Talks between the two sides got off to a bitter start. 

First, Helkamp said, management took a combative stance over supplying workers with masks during the COVID-19 pandemic. While non-union workers at the plant received free masks, 3M pushed local union leaders to sign a memorandum of understanding before issuing masks to union members – a stance 3M, a global supplier of masks, later walked back, Helkamp said. 

Around the same time, union leaders approached management about an accommodation for workers whose premium pay on weekends was scheduled to disappear abruptly.  
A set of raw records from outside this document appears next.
//! Sensor descriptors and the typed values they produce.
//!
//! A [`SensorDescriptor`] declares a channel's wire layout (field types plus
//! an optional key column) and turns a split line into typed values. Field
//! casts and aggregate transforms come from closed registries so the set of
//! available operations is auditable from this file alone.

pub mod infer;

use std::collections::BTreeMap;

use serde::Deserialize;
use thiserror::Error;

use crate::config::{Config, SensorConfig};

/// Closed set of field casts available to sensor declarations.
#[derive(Debug, Clone, Copy, PartialEq, Eq, Deserialize)]
#[serde(rename_all = "lowercase")]
pub enum FieldType {
    Int,
    Float,
}

impl FieldType {
    /// Resolves a configured type name. `"key"` is not a cast and is handled
    /// by [`SensorDescriptor::new`] before this lookup.
    pub fn from_name(name: &str) -> Option<FieldType> {
        match name {
            "int" => Some(FieldType::Int),
            "float" => Some(FieldType::Float),
            _ => None,
        }
    }

    /// Returns the configuration name for this type.
    pub fn as_str(&self) -> &'static str {
        match self {
            FieldType::Int => "int",
            FieldType::Float => "float",
        }
    }

    /// Casts one raw field. Returns `None` on non-numeric input so malformed
    /// lines drop out as "no match" instead of erroring.
    pub fn cast(&self, raw: &str) -> Option<Value> {
        match self {
            FieldType::Int => raw.parse::<i64>().ok().map(Value::Int),
            FieldType::Float => raw.parse::<f64>().ok().map(Value::Float),
        }
    }
}

/// A single typed field value.
#[derive(Debug, Clone, Copy, PartialEq)]
pub enum Value {
    Int(i64),
    Float(f64),
}

impl Value {
    /// Numeric view used by averaging, transforms, and plotting.
    pub fn as_f64(&self) -> f64 {
        match self {
            Value::Int(v) => *v as f64,
            Value::Float(v) => *v,
        }
    }
}

impl std::fmt::Display for Value {
    fn fmt(&self, f: &mut std::fmt::Formatter<'_>) -> std::fmt::Result {
        match self {
            Value::Int(v) => write!(f, "{v}"),
            Value::Float(v) => write!(f, "{v}"),
        }
    }
}

/// One typed reading produced by a port reader.
///
/// Written once by the owning reader thread and consumed exactly once by the
/// aggregator; `timestamp` is seconds since that reader started.
#[derive(Debug, Clone, PartialEq)]
pub struct Sample {
    pub sensor: String,
    pub timestamp: f64,
    pub values: Vec<Value>,
}

/// Closed registry of aggregate-sensor transforms.
///
/// Replaces name-to-function resolution through dynamic evaluation: only the
/// operations listed here can be referenced from configuration.
#[derive(Debug, Clone, Copy, PartialEq, Eq, Deserialize)]
#[serde(rename_all = "lowercase")]
pub enum Transform {
    Mean,
    Sum,
    Min,
    Max,
    Diff,
}

impl Transform {
    /// Resolves a configured transform name.
    pub fn from_name(name: &str) -> Option<Transform> {
        match name {
            "mean" => Some(Transform::Mean),
            "sum" => Some(Transform::Sum),
            "min" => Some(Transform::Min),
            "max" => Some(Transform::Max),
            "diff" => Some(Transform::Diff),
            _ => None,
        }
    }

    /// Returns the configuration name for this transform.
    pub fn as_str(&self) -> &'static str {
        match self {
            Transform::Mean => "mean",
            Transform::Sum => "sum",
            Transform::Min => "min",
            Transform::Max => "max",
            Transform::Diff => "diff",
        }
    }

    /// Applies the transform across one field position of all constituents.
    pub fn apply(&self, column: &[f64]) -> Option<f64> {
        if column.is_empty() {
            return None;
        }

        let result = match self {
            Transform::Mean => column.iter().sum::<f64>() / column.len() as f64,
            Transform::Sum => column.iter().sum(),
            Transform::Min => column.iter().copied().fold(f64::INFINITY, f64::min),
            Transform::Max => column.iter().copied().fold(f64::NEG_INFINITY, f64::max),
            Transform::Diff => {
                let rest: f64 = column[1..].iter().sum();
                column[0] - rest
            }
        };

        Some(result)
    }
}

/// Errors raised while building a descriptor from configuration.
///
/// These are hard validation failures surfaced at setup time, never during
/// streaming.
#[derive(Debug, Error)]
pub enum DescriptorError {
    #[error("sensor {name}: `key` appears in dtype but no key value was supplied")]
    MissingKey { name: String },

    #[error("sensor {name}: `key` appears more than once in dtype")]
    DuplicateKey { name: String },

    #[error("sensor {name}: unknown field type `{raw}` in dtype")]
    UnknownFieldType { name: String, raw: String },

    #[error("sensor {name}: aggregate sensors need both `sensors` and `transform`")]
    IncompleteAggregate { name: String },
}

/// Declares a named channel's wire layout and parses raw lines into values.
///
/// Immutable after construction; safe to share across reader threads.
#[derive(Debug, Clone)]
pub struct SensorDescriptor {
    name: String,
    key: Option<String>,
    key_index: Option<usize>,
    dtype: Vec<FieldType>,
    value_index: Vec<usize>,
    logging: Option<Vec<usize>>,
    columns: Option<Vec<String>>,
    legends: Vec<String>,
    constituents: Vec<String>,
    transform: Option<Transform>,
}

impl SensorDescriptor {
    /// Builds a descriptor from its configuration section.
    pub fn new(name: &str, cfg: &SensorConfig) -> Result<Self, DescriptorError> {
        let is_aggregate = cfg.sensors.is_some() || cfg.transform.is_some();
        if is_aggregate && (cfg.sensors.is_none() || cfg.transform.is_none()) {
            return Err(DescriptorError::IncompleteAggregate {
                name: name.to_string(),
            });
        }

        let mut key_index = None;
        let mut dtype = Vec::with_capacity(cfg.dtype.len());
        for (i, entry) in cfg.dtype.iter().enumerate() {
            if entry == "key" {
                if key_index.is_some() {
                    return Err(DescriptorError::DuplicateKey {
                        name: name.to_string(),
                    });
                }
                // Aggregates never see raw lines, so the default dtype's key
                // position is allowed without a key value there.
                if cfg.key.is_none() && !is_aggregate {
                    return Err(DescriptorError::MissingKey {
                        name: name.to_string(),
                    });
                }
                key_index = Some(i);
                continue;
            }

            let field = FieldType::from_name(entry).ok_or_else(|| {
                DescriptorError::UnknownFieldType {
                    name: name.to_string(),
                    raw: entry.clone(),
                }
            })?;
            dtype.push(field);
        }

        Ok(Self {
            name: name.to_string(),
            key: cfg.key.clone(),
            key_index,
            dtype,
            value_index: cfg.value_index.clone().unwrap_or_default(),
            logging: cfg.logging.clone(),
            columns: cfg.columns.clone(),
            legends: cfg.legends.clone().unwrap_or_default(),
            constituents: cfg.sensors.clone().unwrap_or_default(),
            transform: cfg.transform,
        })
    }

    /// Configured sensor name (CSV file stem, plot label fallback).
    pub fn name(&self) -> &str {
        &self.name
    }

    /// Wire key, if this channel is keyed.
    pub fn key(&self) -> Option<&str> {
        self.key.as_deref()
    }

    /// Declared non-key field types in wire order.
    pub fn dtype(&self) -> &[FieldType] {
        &self.dtype
    }

    /// Columns selected for plotting.
    pub fn value_index(&self) -> &[usize] {
        &self.value_index
    }

    /// The single value column treated as the channel's primary value.
    pub fn primary_value_index(&self) -> usize {
        self.value_index.first().copied().unwrap_or(0)
    }

    /// Column subset written to the log, if restricted.
    pub fn logging(&self) -> Option<&[usize]> {
        self.logging.as_deref()
    }

    /// CSV column labels, if configured.
    pub fn columns(&self) -> Option<&[String]> {
        self.columns.as_deref()
    }

    /// Plot legend labels for multi-value channels.
    pub fn legends(&self) -> &[String] {
        &self.legends
    }

    /// Constituent sensor names for aggregate channels.
    pub fn constituents(&self) -> &[String] {
        &self.constituents
    }

    /// Transform for aggregate channels.
    pub fn transform(&self) -> Option<Transform> {
        self.transform
    }

    /// True when this channel is derived from other sensors instead of a
    /// wire format.
    pub fn is_aggregate(&self) -> bool {
        self.transform.is_some()
    }

    /// Parses a split line into typed values.
    ///
    /// Returns `None` ("no match") when the key disagrees, the column count
    /// disagrees with the declared shape, or any cast fails. Purely
    /// functional over the descriptor's immutable configuration.
    pub fn parse(&self, raw: &[&str]) -> Option<Vec<Value>> {
        match (self.key_index, self.key.as_deref()) {
            (Some(ki), Some(key)) => {
                if *raw.get(ki)? != key {
                    return None;
                }
            }
            // A key value without a declared key position never matches.
            (None, Some(_)) => return None,
            _ => {}
        }

        self.cast(raw)
    }

    fn cast(&self, raw: &[&str]) -> Option<Vec<Value>> {
        let expected = self.dtype.len() + usize::from(self.key_index.is_some());
        if raw.len() != expected {
            return None;
        }

        let mut values = Vec::with_capacity(self.dtype.len());
        for (i, field) in raw.iter().enumerate() {
            if Some(i) == self.key_index {
                continue;
            }
            values.push(self.dtype[values.len()].cast(field)?);
        }

        Some(values)
    }
}

/// Immutable lookup of descriptors by the sensor id samples arrive under.
///
/// Keyed channels are indexed by their wire key; keyless channels by the
/// identity of the reader that produces them (the port name); aggregates by
/// their own name. Built once from configuration and shared read-only.
#[derive(Debug, Default)]
pub struct SensorTable {
    by_id: BTreeMap<String, SensorDescriptor>,
    aggregates: Vec<AggregateSensor>,
}

/// An aggregate channel with its constituent names resolved to sample ids.
#[derive(Debug, Clone)]
pub struct AggregateSensor {
    pub descriptor: SensorDescriptor,
    pub constituent_ids: Vec<String>,
}

impl SensorTable {
    /// Builds the table from validated configuration.
    pub fn from_config(cfg: &Config) -> Result<Self, DescriptorError> {
        let mut by_id = BTreeMap::new();
        let mut name_to_id = BTreeMap::new();
        let mut pending_aggregates = Vec::new();

        for (name, sensor_cfg) in &cfg.sensors {
            let descriptor = SensorDescriptor::new(name, sensor_cfg)?;

            if descriptor.is_aggregate() {
                pending_aggregates.push(descriptor);
                continue;
            }

            let id = match descriptor.key() {
                Some(key) => key.to_string(),
                // Keyless samples are enqueued under the reader identity.
                None => sensor_cfg.port.clone().unwrap_or_else(|| name.clone()),
            };
            name_to_id.insert(name.clone(), id.clone());
            by_id.insert(id, descriptor);
        }

        let mut aggregates = Vec::with_capacity(pending_aggregates.len());
        for descriptor in pending_aggregates {
            let constituent_ids = descriptor
                .constituents()
                .iter()
                .map(|name| name_to_id.get(name).cloned().unwrap_or_else(|| name.clone()))
                .collect();
            name_to_id.insert(descriptor.name().to_string(), descriptor.name().to_string());
            by_id.insert(descriptor.name().to_string(), descriptor.clone());
            aggregates.push(AggregateSensor {
                descriptor,
                constituent_ids,
            });
        }

        Ok(Self { by_id, aggregates })
    }

    /// Looks up the descriptor for a sample's sensor id.
    pub fn get(&self, id: &str) -> Option<&SensorDescriptor> {
        self.by_id.get(id)
    }

    /// Aggregate channels in configuration order.
    pub fn aggregates(&self) -> &[AggregateSensor] {
        &self.aggregates
    }

    /// Descriptors for the given port, in stable (name-sorted) order.
    pub fn for_port(&self, cfg: &Config, port: &str) -> Vec<SensorDescriptor> {
        cfg.sensors
            .iter()
            .filter(|(_, s)| s.port.as_deref() == Some(port))
            .filter_map(|(name, _)| {
                self.by_id
                    .values()
                    .find(|d| d.name() == name && !d.is_aggregate())
                    .cloned()
            })
            .collect()
    }
}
A provision in the previous union contract included premium pay rates for workers who clock 12-hour shifts on Saturdays and Sundays, but it also included a sunset clause phasing out the provision when the contract expired. That happened this week, and some union members soon will lose as much as 18 hours’ worth of wages from their paychecks.  

“We asked about some kind of an accommodation,” Helkamp said “The company first said it had to be done in negotiations. Then we got to negotiations, and they said it’s not something they’re going to negotiate.” 

Now, Steelworkers are resisting several of 3M’s contract demands, Helkamp said. Management wants the power to change start times and shift lengths at will, which could move all workers into 12-hour shifts. And 3M wants the power to eliminate job classifications unilaterally, an issue that bogged down negotiations four years ago, when management sought to kick custodians out of the bargaining unit.  

In all, 3M brought 100 stipulations to the bargaining table, according to the union. The two sides have reached agreement on roughly 30, with 30 others being set aside for economic talks.  

Those have yet to begin, but local leaders say their talks in Cottage Grove are progressing at about the same pace as negotiations at comparable facilities across the U.S. have taken.  

The two sides have scheduled 11 bargaining sessions during the contract extension, which runs through Oct. 16. 

The Cottage Grove facility produces chemicals, tape, film, abrasives and other products.